C'est l'attelle des amours la distance. Le tableau est le lien que l'on doit reculer et approcher, tendre et entrer et dont on doit toujours s'éloigner. Je me rapproche de ma mère. Elle et moi nous sommes des concrétions atypiques. On regarde et commente ces choses bizarres en argile cimenté à la chaux qui émergent du lac comme d'une grotte à l'air libre. Les tufa racontent une rencontre. C'est comme les aimés, on les rencontre toujours, constamment, on se rencontre sans cesse. Il ne faut juste pas se lever un jour en ne sachant pas qui est là, à côté de nous, qui nous réveille, qui nous parle ou nous répond. La folie, c'est ce rythme qu'on n'arrive plus à suivre, les changements autour, autant de gares ratées, la fatigue de passer à l'autre, la fatigue d'accepter que rien ne tient, que rien ne tient vraiment. Le délire de savoir que l'autre a sa route et moi la mienne et les intersections infinies à créer pour se garder ensemble, pour se suivre. Mais là, avec ma mère, nous regardons ensemble les tufa du lac Mono.
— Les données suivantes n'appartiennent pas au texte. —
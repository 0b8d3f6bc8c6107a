//! Pomato - Simple Clock/Pomodoro Timer
//!
//! A terminal clock that runs Pomodoro cycles:
//! - 25 minutes of focused work
//! - 5 minutes of short break
//! - 15 minutes of long break after 4 work intervals

use std::fs::File;
use std::io;
use std::path::Path;
use std::sync::{Arc, Mutex};

use anyhow::{Context, Result};
use clap::{CommandFactory, Parser};

use pomato::cli::{Cli, Commands, Display};
use pomato::engine::{SystemClock, TimerMachine};
use pomato::notification::{DesktopNotifier, LogNotifier, NotificationDispatcher, Notifier};
use pomato::{tui, watch};

/// Main entry point
#[tokio::main(flavor = "current_thread")]
async fn main() {
    // Parse command line arguments
    let cli = Cli::parse();

    // Execute command
    if let Err(e) = execute(cli).await {
        Display::show_error(&format!("{:#}", e));
        std::process::exit(1);
    }
}

/// Where log output goes.
#[derive(Debug, Clone, Copy, PartialEq, Eq)]
enum LogSink {
    Stderr,
    Discard,
}

/// Default filter when `RUST_LOG` is unset.
fn default_filter(verbose: bool) -> &'static str {
    if verbose {
        "debug"
    } else {
        "warn"
    }
}

/// Initializes the tracing subscriber for logging.
fn init_tracing(verbose: bool, log_file: Option<&Path>, fallback: LogSink) -> Result<()> {
    use tracing_subscriber::{fmt, EnvFilter};

    let filter = EnvFilter::try_from_default_env()
        .unwrap_or_else(|_| EnvFilter::new(default_filter(verbose)));

    match (log_file, fallback) {
        (Some(path), _) => {
            let file = File::options()
                .create(true)
                .append(true)
                .open(path)
                .with_context(|| format!("Failed to open log file {}", path.display()))?;
            fmt()
                .with_env_filter(filter)
                .with_target(false)
                .with_ansi(false)
                .with_writer(Mutex::new(file))
                .init();
        }
        (None, LogSink::Stderr) => {
            fmt()
                .with_env_filter(filter)
                .with_target(false)
                .without_time()
                .with_writer(io::stderr)
                .init();
        }
        (None, LogSink::Discard) => {
            fmt().with_env_filter(filter).with_writer(io::sink).init();
        }
    }

    Ok(())
}

/// Executes the CLI command.
async fn execute(cli: Cli) -> Result<()> {
    if let Some(Commands::Completions { shell }) = &cli.command {
        generate_completions(*shell);
        return Ok(());
    }

    let machine = TimerMachine::new(cli.timer.to_config()).map_err(|e| {
        anyhow::anyhow!("Invalid timer configuration: {e} ({})", e.suggestion())
    })?;

    let notifier: Arc<dyn Notifier> = if cli.no_notify {
        Arc::new(LogNotifier)
    } else {
        Arc::new(DesktopNotifier::new())
    };
    let dispatcher = NotificationDispatcher::new(notifier);

    match cli.command {
        Some(Commands::Watch) => {
            init_tracing(cli.verbose, cli.log_file.as_deref(), LogSink::Stderr)?;
            watch::run(machine, SystemClock, dispatcher, io::stdout(), shutdown_signal()).await
        }
        _ => {
            init_tracing(cli.verbose, cli.log_file.as_deref(), LogSink::Discard)?;
            tracing::info!(config = ?machine.config(), "starting clock");
            tui::run(machine, dispatcher).await
        }
    }
}

/// Resolves on Ctrl-C.
async fn shutdown_signal() {
    if let Err(e) = tokio::signal::ctrl_c().await {
        tracing::warn!(error = %e, "failed to listen for Ctrl-C");
        std::future::pending::<()>().await;
    }
}

/// Generates shell completion scripts.
fn generate_completions(shell: clap_complete::Shell) {
    use clap_complete::generate;

    let mut cmd = Cli::command();
    let bin_name = cmd.get_name().to_string();
    generate(shell, &mut cmd, bin_name, &mut io::stdout());
}

// ============================================================================
// Tests
// ============================================================================
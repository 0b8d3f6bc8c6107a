//! Timer state machine.
//!
//! This module provides the core timer functionality:
//! - Phase transitions (Idle → Work → ShortBreak/LongBreak → Work …)
//! - Countdown against an absolute deadline
//! - Events describing phase entries and requested notifications
//! - Long break after a configurable number of work intervals

use serde::{Deserialize, Serialize};

use crate::types::{
    ClockFace, ConfigError, DisplayState, Phase, PomatoConfig, Timestamp, NOTIFICATION_TITLE,
};

// ============================================================================
// TimerEvent
// ============================================================================

/// Something the host should react to after a machine call.
#[derive(Debug, Clone, PartialEq, Eq, Serialize, Deserialize)]
#[serde(tag = "event", rename_all = "snake_case")]
pub enum TimerEvent {
    /// The machine moved into `phase`
    PhaseEntered {
        /// Phase now active
        phase: Phase,
    },
    /// A user-facing notification should be shown
    NotifyRequested {
        /// Notification title
        title: String,
        /// Notification body
        message: String,
    },
}

impl TimerEvent {
    fn notify(message: &str) -> Self {
        TimerEvent::NotifyRequested {
            title: NOTIFICATION_TITLE.to_string(),
            message: message.to_string(),
        }
    }
}

/// Where a phase leads once its deadline passes, and the counter to carry.
fn next_on_deadline(phase: Phase, completed: u32, intervals: u32) -> Option<(Phase, u32)> {
    match phase {
        Phase::Idle => None,
        Phase::Work => {
            let completed = completed + 1;
            if completed >= intervals {
                Some((Phase::LongBreak, completed))
            } else {
                Some((Phase::ShortBreak, completed))
            }
        }
        Phase::ShortBreak => Some((Phase::Work, completed)),
        Phase::LongBreak => Some((Phase::Work, 0)),
    }
}

// ============================================================================
// TimerMachine
// ============================================================================

/// Pomodoro state machine driven by externally sampled wall-clock time.
#[derive(Debug, Clone)]
pub struct TimerMachine {
    config: PomatoConfig,
    phase: Phase,
    /// `None` exactly when idle.
    deadline: Option<Timestamp>,
    completed_work_intervals: u32,
    last_observed: Option<Timestamp>,
}

impl TimerMachine {
    /// Creates an idle machine.
    ///
    /// # Errors
    ///
    /// Returns an error if the configuration is invalid.
    pub fn new(config: PomatoConfig) -> Result<Self, ConfigError> {
        config.validate()?;

        Ok(Self {
            config,
            phase: Phase::Idle,
            deadline: None,
            completed_work_intervals: 0,
            last_observed: None,
        })
    }

    /// Advances the machine to `now`.
    ///
    /// Fires at most one transition: the new deadline is always later than
    /// the instant it was computed from.
    pub fn tick(&mut self, now: Timestamp) -> (DisplayState, Vec<TimerEvent>) {
        let now = self.observe(now);
        let mut events = Vec::new();

        if let Some(deadline) = self.deadline {
            if now >= deadline {
                if let Some((next, completed)) = next_on_deadline(
                    self.phase,
                    self.completed_work_intervals,
                    self.config.intervals_before_long_break,
                ) {
                    self.completed_work_intervals = completed;
                    events = self.enter(next, now);
                }
            }
        }

        (self.display_state(now), events)
    }

    /// Starts a work interval, or cancels back to idle if a phase is running.
    pub fn start_work(&mut self, now: Timestamp) -> Vec<TimerEvent> {
        let now = self.observe(now);

        if self.phase.is_active() {
            tracing::debug!(phase = self.phase.as_str(), "start pressed while running, cancelling");
            return self.enter(Phase::Idle, now);
        }

        self.enter(Phase::Work, now)
    }

    /// Returns to idle, clearing the interval counter and any countdown.
    pub fn reset(&mut self, now: Timestamp) -> Vec<TimerEvent> {
        let now = self.observe(now);

        if self.phase == Phase::Idle {
            self.completed_work_intervals = 0;
            return Vec::new();
        }

        self.enter(Phase::Idle, now)
    }

    /// Whole seconds until the deadline, never negative; zero while idle.
    pub fn remaining_seconds(&self, now: Timestamp) -> u64 {
        let now = self.clamped(now);
        self.deadline
            .map(|deadline| (deadline - now).num_seconds().max(0) as u64)
            .unwrap_or(0)
    }

    /// Returns the current phase.
    pub fn current_phase(&self) -> Phase {
        self.phase
    }

    /// Returns the number of work intervals finished since the last reset.
    pub fn completed_work_intervals(&self) -> u32 {
        self.completed_work_intervals
    }

    /// Returns the active countdown deadline, `None` while idle.
    pub fn deadline(&self) -> Option<Timestamp> {
        self.deadline
    }

    /// Returns the latest instant the machine has acted on, after clamping.
    pub fn last_observed(&self) -> Option<Timestamp> {
        self.last_observed
    }

    /// Returns the configuration the machine was built with.
    pub fn config(&self) -> &PomatoConfig {
        &self.config
    }

    /// Snapshot for the presentation layer, without advancing the machine.
    pub fn display_state(&self, now: Timestamp) -> DisplayState {
        let now = self.clamped(now);
        DisplayState {
            phase: self.phase,
            remaining_seconds: self
                .phase
                .is_active()
                .then(|| self.remaining_seconds(now)),
            clock: ClockFace::at(&now),
            completed_work_intervals: self.completed_work_intervals,
        }
    }

    /// Enters `phase`, recomputing the deadline and describing the change.
    fn enter(&mut self, phase: Phase, now: Timestamp) -> Vec<TimerEvent> {
        self.phase = phase;
        self.deadline = phase.duration(&self.config).map(|length| now + length);
        if phase == Phase::Idle {
            self.completed_work_intervals = 0;
        }

        tracing::info!(
            phase = phase.as_str(),
            completed = self.completed_work_intervals,
            "phase entered"
        );

        let mut events = vec![TimerEvent::PhaseEntered { phase }];
        if let Some(message) = phase.announcement() {
            events.push(TimerEvent::notify(message));
        }
        events
    }

    /// Clamps `now` to the latest instant seen and records it.
    fn observe(&mut self, now: Timestamp) -> Timestamp {
        let clamped = self.clamped(now);
        if clamped != now {
            tracing::debug!(%now, %clamped, "clock went backwards, clamping");
        }
        self.last_observed = Some(clamped);
        clamped
    }

    fn clamped(&self, now: Timestamp) -> Timestamp {
        match self.last_observed {
            Some(last) if last > now => last,
            _ => now,
        }
    }
}

// ============================================================================
// Tests
// ============================================================================
//! Command definitions for the Pomato CLI.
//!
//! Uses clap derive macro for argument parsing.

use std::path::PathBuf;

use clap::{Args, Parser, Subcommand};

use crate::types::PomatoConfig;

// ============================================================================
// CLI Structure
// ============================================================================

/// Pomato - Simple Clock/Pomodoro Timer
#[derive(Parser, Debug)]
#[command(
    name = "pomato",
    version,
    about = "Simple clock and Pomodoro timer",
    long_about = "A terminal clock that doubles as a Pomodoro timer.\n\
                  Press SPACE to start or cancel a work interval and ENTER to reset.\n\
                  Desktop notifications announce every phase change.",
    propagate_version = true
)]
pub struct Cli {
    /// Subcommand to execute (defaults to the interactive clock)
    #[command(subcommand)]
    pub command: Option<Commands>,

    /// Phase durations
    #[command(flatten)]
    pub timer: TimerArgs,

    /// Log notifications instead of showing desktop notifications
    #[arg(long, global = true, env = "POMATO_NO_NOTIFY")]
    pub no_notify: bool,

    /// Enable verbose output for debugging (-V prints the version)
    #[arg(short, long, global = true)]
    pub verbose: bool,

    /// Write logs to this file (the interactive clock discards them otherwise)
    #[arg(long, global = true, value_name = "PATH")]
    pub log_file: Option<PathBuf>,
}

// ============================================================================
// Subcommands
// ============================================================================

/// Available subcommands
#[derive(Subcommand, Debug, Clone)]
pub enum Commands {
    /// Run without a screen, printing one JSON line per phase change
    Watch,

    /// Generate shell completion scripts
    Completions {
        /// Shell type for completion script
        #[arg(value_enum)]
        shell: clap_complete::Shell,
    },
}

// ============================================================================
// Timer Arguments
// ============================================================================

/// Durations and cadence of the timer.
#[derive(Args, Debug, Clone, PartialEq, Eq)]
pub struct TimerArgs {
    /// Work duration in minutes
    #[arg(short, long, default_value_t = 25, global = true, env = "POMATO_WORK")]
    pub work: u32,

    /// Short break duration in minutes
    #[arg(
        short,
        long,
        default_value_t = 5,
        global = true,
        env = "POMATO_SHORT_BREAK"
    )]
    pub short_break: u32,

    /// Long break duration in minutes
    #[arg(
        short,
        long,
        default_value_t = 15,
        global = true,
        env = "POMATO_LONG_BREAK"
    )]
    pub long_break: u32,

    /// Work intervals before a long break
    #[arg(short, long, default_value_t = 4, global = true, env = "POMATO_INTERVALS")]
    pub intervals: u32,
}

impl TimerArgs {
    /// Builds the (not yet validated) timer configuration.
    pub fn to_config(&self) -> PomatoConfig {
        PomatoConfig::default()
            .with_work_minutes(self.work)
            .with_short_break_minutes(self.short_break)
            .with_long_break_minutes(self.long_break)
            .with_intervals_before_long_break(self.intervals)
    }
}

impl Default for TimerArgs {
    fn default() -> Self {
        let config = PomatoConfig::default();
        Self {
            work: config.work_minutes,
            short_break: config.short_break_minutes,
            long_break: config.long_break_minutes,
            intervals: config.intervals_before_long_break,
        }
    }
}

// ============================================================================
// Tests
// ============================================================================
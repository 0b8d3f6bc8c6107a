//! Desktop notifications through the platform notification service.

use notify_rust::{Notification, Timeout};

use super::{NotificationError, Notifier};

/// Application name reported to the notification service.
const APP_NAME: &str = "pomato";

/// How long a notification stays on screen, in milliseconds.
const DISPLAY_TIMEOUT_MS: u32 = 10_000;

/// Sends notifications via `notify-rust` (libnotify on Linux/BSD).
#[derive(Debug, Clone, Copy, Default)]
pub struct DesktopNotifier;

impl DesktopNotifier {
    #[must_use]
    pub fn new() -> Self {
        Self
    }

    fn build(title: &str, message: &str) -> Notification {
        let mut notification = Notification::new();
        notification
            .appname(APP_NAME)
            .summary(title)
            .body(message)
            .timeout(Timeout::Milliseconds(DISPLAY_TIMEOUT_MS));
        notification
    }
}

impl Notifier for DesktopNotifier {
    fn notify(&self, title: &str, message: &str) -> Result<(), NotificationError> {
        if title.trim().is_empty() || message.trim().is_empty() {
            return Err(NotificationError::InvalidInput(
                "title and message must not be empty".to_string(),
            ));
        }
        Self::build(title, message).show()?;
        Ok(())
    }
}
//! UI rendering

use ratatui::{
    layout::{Alignment, Constraint, Direction, Layout, Rect},
    style::{Color, Modifier, Style},
    text::{Line, Span},
    widgets::{Block, Paragraph},
    Frame,
};

use crate::cli::{Display, IDLE_HINT};
use crate::engine::Clock;
use crate::types::Phase;

use super::app::App;

const FONT_COLOR: Color = Color::Rgb(235, 219, 178);

/// Background for each phase.
pub fn background(phase: Phase) -> Color {
    match phase {
        Phase::Idle => Color::Rgb(29, 32, 33),
        Phase::Work => Color::Rgb(204, 36, 29),
        Phase::ShortBreak => Color::Rgb(152, 151, 26),
        Phase::LongBreak => Color::Rgb(69, 133, 136),
    }
}

/// Main draw function
pub fn draw<C: Clock>(f: &mut Frame, app: &App<C>) {
    let state = app.state();
    let base = Style::default().fg(FONT_COLOR).bg(background(state.phase));

    f.render_widget(Block::default().style(base), f.area());

    let chunks = Layout::default()
        .direction(Direction::Vertical)
        .constraints([
            Constraint::Length(1), // Corner clock
            Constraint::Fill(1),
            Constraint::Length(1), // Headline
            Constraint::Length(1), // Phase or hint
            Constraint::Length(1), // Interval markers
            Constraint::Fill(1),
        ])
        .split(f.area());

    if state.phase.is_active() {
        draw_corner_clock(f, &Display::format_clock(&state.clock), chunks[0], base);
    }

    let headline = Paragraph::new(Display::headline(state))
        .style(base.add_modifier(Modifier::BOLD))
        .alignment(Alignment::Center);
    f.render_widget(headline, chunks[2]);

    let caption = match state.phase {
        Phase::Idle => IDLE_HINT,
        phase => Display::phase_label(phase),
    };
    f.render_widget(
        Paragraph::new(caption).style(base).alignment(Alignment::Center),
        chunks[3],
    );

    let markers = Display::interval_markers(
        state.completed_work_intervals,
        app.intervals_before_long_break(),
    );
    f.render_widget(
        Paragraph::new(markers).style(base).alignment(Alignment::Center),
        chunks[4],
    );
}

fn draw_corner_clock(f: &mut Frame, clock: &str, area: Rect, style: Style) {
    let line = Line::from(vec![Span::raw(" "), Span::raw(clock.to_string())]);
    f.render_widget(Paragraph::new(line).style(style), area);
}
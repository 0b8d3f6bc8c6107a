//! Core data types for Pomato.
//!
//! This module defines the data structures used for:
//! - Timer phases and their per-phase behavior
//! - Timer configuration with validation
//! - Read-only display snapshots handed to the presentation layer

mod error;

use chrono::{DateTime, Duration, FixedOffset, Timelike};
use serde::{Deserialize, Serialize};

pub use error::{ConfigError, DurationSetting};

/// An absolute wall-clock instant, carrying the local UTC offset.
pub type Timestamp = DateTime<FixedOffset>;

/// Title used for every notification the timer requests.
pub const NOTIFICATION_TITLE: &str = "Pomato";

// ============================================================================
// Phase
// ============================================================================

/// Represents the current phase of the timer.
#[derive(Debug, Clone, Copy, Default, PartialEq, Eq, Hash, Serialize, Deserialize)]
#[serde(rename_all = "snake_case")]
pub enum Phase {
    /// Only the wall clock is shown
    #[default]
    Idle,
    /// Counting down a work interval
    Work,
    /// Counting down a short rest
    ShortBreak,
    /// Counting down a long rest
    LongBreak,
}

impl Phase {
    /// Returns the string representation of the phase.
    pub fn as_str(&self) -> &'static str {
        match self {
            Phase::Idle => "idle",
            Phase::Work => "work",
            Phase::ShortBreak => "short_break",
            Phase::LongBreak => "long_break",
        }
    }

    /// Returns true if a countdown is running.
    pub fn is_active(&self) -> bool {
        !matches!(self, Phase::Idle)
    }

    /// Length of the countdown for this phase, `None` for `Idle`.
    pub fn duration(&self, config: &PomatoConfig) -> Option<Duration> {
        let minutes = match self {
            Phase::Idle => return None,
            Phase::Work => config.work_minutes,
            Phase::ShortBreak => config.short_break_minutes,
            Phase::LongBreak => config.long_break_minutes,
        };
        Some(Duration::seconds(i64::from(minutes) * 60))
    }

    /// Notification message announced when this phase is entered.
    pub fn announcement(&self) -> Option<&'static str> {
        match self {
            Phase::Idle => None,
            Phase::Work => Some("Time to Work!"),
            Phase::ShortBreak => Some("Time for a pause."),
            Phase::LongBreak => Some("Time for a long pause. Grab some tea!"),
        }
    }
}

// ============================================================================
// PomatoConfig
// ============================================================================

/// Configuration for the timer.
#[derive(Debug, Clone, PartialEq, Eq, Serialize, Deserialize)]
pub struct PomatoConfig {
    /// Work duration in minutes
    pub work_minutes: u32,
    /// Short break duration in minutes
    pub short_break_minutes: u32,
    /// Long break duration in minutes
    pub long_break_minutes: u32,
    /// Completed work intervals that earn a long break
    pub intervals_before_long_break: u32,
}

impl Default for PomatoConfig {
    fn default() -> Self {
        Self {
            work_minutes: 25,
            short_break_minutes: 5,
            long_break_minutes: 15,
            intervals_before_long_break: 4,
        }
    }
}

impl PomatoConfig {
    /// Creates a new configuration with the specified work duration.
    pub fn with_work_minutes(mut self, minutes: u32) -> Self {
        self.work_minutes = minutes;
        self
    }

    /// Creates a new configuration with the specified short break duration.
    pub fn with_short_break_minutes(mut self, minutes: u32) -> Self {
        self.short_break_minutes = minutes;
        self
    }

    /// Creates a new configuration with the specified long break duration.
    pub fn with_long_break_minutes(mut self, minutes: u32) -> Self {
        self.long_break_minutes = minutes;
        self
    }

    /// Creates a new configuration with the specified long break cadence.
    pub fn with_intervals_before_long_break(mut self, intervals: u32) -> Self {
        self.intervals_before_long_break = intervals;
        self
    }

    /// Validates the configuration.
    ///
    /// # Errors
    ///
    /// Returns the first zero duration found, or [`ConfigError::ZeroIntervals`].
    pub fn validate(&self) -> Result<(), ConfigError> {
        let durations = [
            (DurationSetting::Work, self.work_minutes),
            (DurationSetting::ShortBreak, self.short_break_minutes),
            (DurationSetting::LongBreak, self.long_break_minutes),
        ];
        for (setting, minutes) in durations {
            if minutes == 0 {
                return Err(ConfigError::ZeroDuration { setting });
            }
        }
        if self.intervals_before_long_break < 1 {
            return Err(ConfigError::ZeroIntervals);
        }
        Ok(())
    }
}

// ============================================================================
// DisplayState
// ============================================================================

/// Wall-clock hour and minute.
#[derive(Debug, Clone, Copy, PartialEq, Eq, Serialize, Deserialize)]
pub struct ClockFace {
    pub hour: u32,
    pub minute: u32,
}

impl ClockFace {
    /// Reads the local hour and minute of `at`.
    pub fn at(at: &Timestamp) -> Self {
        Self {
            hour: at.hour(),
            minute: at.minute(),
        }
    }
}

/// Read-only snapshot of what the presentation layer should render.
#[derive(Debug, Clone, PartialEq, Eq, Serialize, Deserialize)]
pub struct DisplayState {
    /// Current phase
    pub phase: Phase,
    /// Whole seconds left in the countdown, `None` while idle
    #[serde(skip_serializing_if = "Option::is_none")]
    pub remaining_seconds: Option<u64>,
    /// Wall clock at the sampled instant
    pub clock: ClockFace,
    /// Work intervals finished since the last reset
    pub completed_work_intervals: u32,
}

// ============================================================================
// Tests
// ============================================================================

#[cfg(test)]
mod tests {
    use super::*;

    // ------------------------------------------------------------------------
    // Phase Tests
    // ------------------------------------------------------------------------

    mod phase_tests {
        use super::*;

        #[test]
        fn test_default_is_idle() {
            assert_eq!(Phase::default(), Phase::Idle);
        }

        #[test]
        fn test_as_str() {
            assert_eq!(Phase::Idle.as_str(), "idle");
            assert_eq!(Phase::Work.as_str(), "work");
            assert_eq!(Phase::ShortBreak.as_str(), "short_break");
            assert_eq!(Phase::LongBreak.as_str(), "long_break");
        }

        #[test]
        fn test_is_active() {
            assert!(!Phase::Idle.is_active());
            assert!(Phase::Work.is_active());
            assert!(Phase::ShortBreak.is_active());
            assert!(Phase::LongBreak.is_active());
        }

        #[test]
        fn test_serialize_matches_as_str() {
            for phase in [Phase::Idle, Phase::Work, Phase::ShortBreak, Phase::LongBreak] {
                let json = serde_json::to_string(&phase).unwrap();
                assert_eq!(json, format!("\"{}\"", phase.as_str()));
            }
        }

        #[test]
        fn test_duration_follows_config() {
            let config = PomatoConfig::default()
                .with_work_minutes(50)
                .with_short_break_minutes(10)
                .with_long_break_minutes(30);

            assert_eq!(Phase::Idle.duration(&config), None);
            assert_eq!(Phase::Work.duration(&config), Some(Duration::seconds(3000)));
            assert_eq!(
                Phase::ShortBreak.duration(&config),
                Some(Duration::seconds(600))
            );
            assert_eq!(
                Phase::LongBreak.duration(&config),
                Some(Duration::seconds(1800))
            );
        }

        #[test]
        fn test_announcement() {
            assert_eq!(Phase::Idle.announcement(), None);
            assert_eq!(Phase::Work.announcement(), Some("Time to Work!"));
            assert_eq!(Phase::ShortBreak.announcement(), Some("Time for a pause."));
            assert_eq!(
                Phase::LongBreak.announcement(),
                Some("Time for a long pause. Grab some tea!")
            );
        }
    }

    // ------------------------------------------------------------------------
    // PomatoConfig Tests
    // ------------------------------------------------------------------------

    mod config_tests {
        use super::*;

        #[test]
        fn test_default_config() {
            let config = PomatoConfig::default();
            assert_eq!(config.work_minutes, 25);
            assert_eq!(config.short_break_minutes, 5);
            assert_eq!(config.long_break_minutes, 15);
            assert_eq!(config.intervals_before_long_break, 4);
            assert!(config.validate().is_ok());
        }

        #[test]
        fn test_builder_methods() {
            let config = PomatoConfig::default()
                .with_work_minutes(45)
                .with_short_break_minutes(8)
                .with_long_break_minutes(20)
                .with_intervals_before_long_break(3);

            assert_eq!(config.work_minutes, 45);
            assert_eq!(config.short_break_minutes, 8);
            assert_eq!(config.long_break_minutes, 20);
            assert_eq!(config.intervals_before_long_break, 3);
        }

        #[test]
        fn test_validate_zero_work() {
            let config = PomatoConfig::default().with_work_minutes(0);
            assert_eq!(
                config.validate(),
                Err(ConfigError::ZeroDuration {
                    setting: DurationSetting::Work
                })
            );
        }

        #[test]
        fn test_validate_zero_breaks() {
            let config = PomatoConfig::default().with_short_break_minutes(0);
            assert_eq!(
                config.validate(),
                Err(ConfigError::ZeroDuration {
                    setting: DurationSetting::ShortBreak
                })
            );

            let config = PomatoConfig::default().with_long_break_minutes(0);
            assert_eq!(
                config.validate(),
                Err(ConfigError::ZeroDuration {
                    setting: DurationSetting::LongBreak
                })
            );
        }

        #[test]
        fn test_validate_zero_intervals() {
            let config = PomatoConfig::default().with_intervals_before_long_break(0);
            assert_eq!(config.validate(), Err(ConfigError::ZeroIntervals));
        }

        #[test]
        fn test_validate_single_interval() {
            let config = PomatoConfig::default().with_intervals_before_long_break(1);
            assert!(config.validate().is_ok());
        }
    }

    // ------------------------------------------------------------------------
    // DisplayState Tests
    // ------------------------------------------------------------------------

    mod display_state_tests {
        use super::*;

        fn timestamp(rfc3339: &str) -> Timestamp {
            DateTime::parse_from_rfc3339(rfc3339).unwrap()
        }

        #[test]
        fn test_clock_face_uses_local_offset() {
            let at = timestamp("2024-03-01T23:45:10+09:00");
            assert_eq!(
                ClockFace::at(&at),
                ClockFace {
                    hour: 23,
                    minute: 45
                }
            );
        }

        #[test]
        fn test_idle_state_omits_remaining_seconds() {
            let state = DisplayState {
                phase: Phase::Idle,
                remaining_seconds: None,
                clock: ClockFace { hour: 9, minute: 5 },
                completed_work_intervals: 0,
            };

            let json = serde_json::to_string(&state).unwrap();
            assert!(!json.contains("remaining_seconds"));
            assert!(json.contains("\"phase\":\"idle\""));
        }

        #[test]
        fn test_active_state_serializes_remaining_seconds() {
            let state = DisplayState {
                phase: Phase::Work,
                remaining_seconds: Some(1499),
                clock: ClockFace { hour: 9, minute: 5 },
                completed_work_intervals: 2,
            };

            let json = serde_json::to_string(&state).unwrap();
            assert!(json.contains("\"remaining_seconds\":1499"));
            assert!(json.contains("\"completed_work_intervals\":2"));
        }
    }
}
//! Pomato Library
//!
//! This library provides the core functionality for the Pomato clock/Pomodoro
//! timer. It includes:
//! - Timer state machine driven by externally sampled wall-clock time
//! - Clock sources (system and synthetic)
//! - Type definitions for configuration, phases and display snapshots
//! - Notification delivery (desktop, log-only, mock)
//! - CLI command parsing and display utilities
//! - Interactive terminal clock and headless watch mode

pub mod cli;
pub mod engine;
pub mod notification;
pub mod tui;
pub mod types;
pub mod watch;

// Re-export commonly used types for convenience
pub use engine::{Clock, ManualClock, SystemClock, TimerEvent, TimerMachine};
pub use types::{
    ClockFace, ConfigError, DisplayState, DurationSetting, Phase, PomatoConfig, Timestamp,
};

// Re-export notification types
pub use notification::{
    DesktopNotifier, LogNotifier, MockNotifier, NotificationDispatcher, NotificationError,
    Notifier,
};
On ne sait rien. Nous sommes là par hasard, à cause des Hollandais de la piscine de Barstow. On ne connaît rien des noms, rien de là, rien de ce qui nous entoure. Tufa? Caldeira? On ne sait pas que nous sommes si haut, plus haut que le barrage plus haut que le chalet. Nous sommes nus et ignorants et ensembles. Je ne fume pas. Les tufa sont nous, notre rencontre de mes eaux chaudes sous pressions, ces eaux qui m'ont fait frapper au poings des vitres, ado, chez mes parents, des cicatrices qui restent de mes accès de colères. Mes accès. Mes passages. Le passage permanent de la tension et de la colère et de la violence en moi et les eaux d'anhydride carbonique, plus froide de ma mère dans ses silences et ses lenteurs. Ce serait tellement bien que tout soit si simple. Mais nous sommes nos propres tufa. Ma froideur de sociopathe, sa chaleur à elle qui refuse dans les plis de ses yeux durs la réalité de la vie là. Je me vois frapper. Je me vois voir la vitre. Je sais où c'était. Dans quelles pièces. Mais je ne me rappelle plus pourquoi. Je ne sais même plus vraiment à quel âge. Une fille? Des trucs plus profonds? Je n'en ai pas la moindre idée...
C'est beau de voir sans savoir. C'est beau d'être nu. J'aimerais ma femme et le petit, là. Et sans rien dire. Là, avec la montagne qu'on voit pas et qu'on ne sait même pas, l'altitude et les larves de mouches et le sel qu'on devine un peu dans l'air. J'aimerais mon frère. J'aimerais les miens, mais sans bruit, sans son, sans mot, presque sans geste. J'aimerais un instantané vivant et éternel sans mouvement, sans musique, sans rien. J'aimerais Dimitri, Aymon et Samir. J'aimerais le Capitaine Thon. J'aimerais mes vieux amours. J'aimerais beaucoup de visages, mais qu'on ne soit pas trop proche, pas collé, qu'on vaque, à distance, entre la fange et le dur et toujours en silence, Jo et Pepi et tous les morts. Je garderais mon père un peu pour fumer et je lui fouterais la paix. Qu'est-ce qu'on aurait à se dire nom de dieu! Et à quoi ça servirait ces mots? On devrait trancher la langue des bébés. On devrait vivre par les yeux et l'odeur. Les eaux froides et les eaux chaudes réagissent et cimentent les particules à toutes nos embouchures et dans le temps, par lui, on se construit des conduits, nos regards, un détail dans le geste, nos évidences et le béton qu'on traçe autour pour se lever le matin et vivre le reste et les autres. Mais l'amour et l'amitié qui s'en érigent, dominent les mers du monde.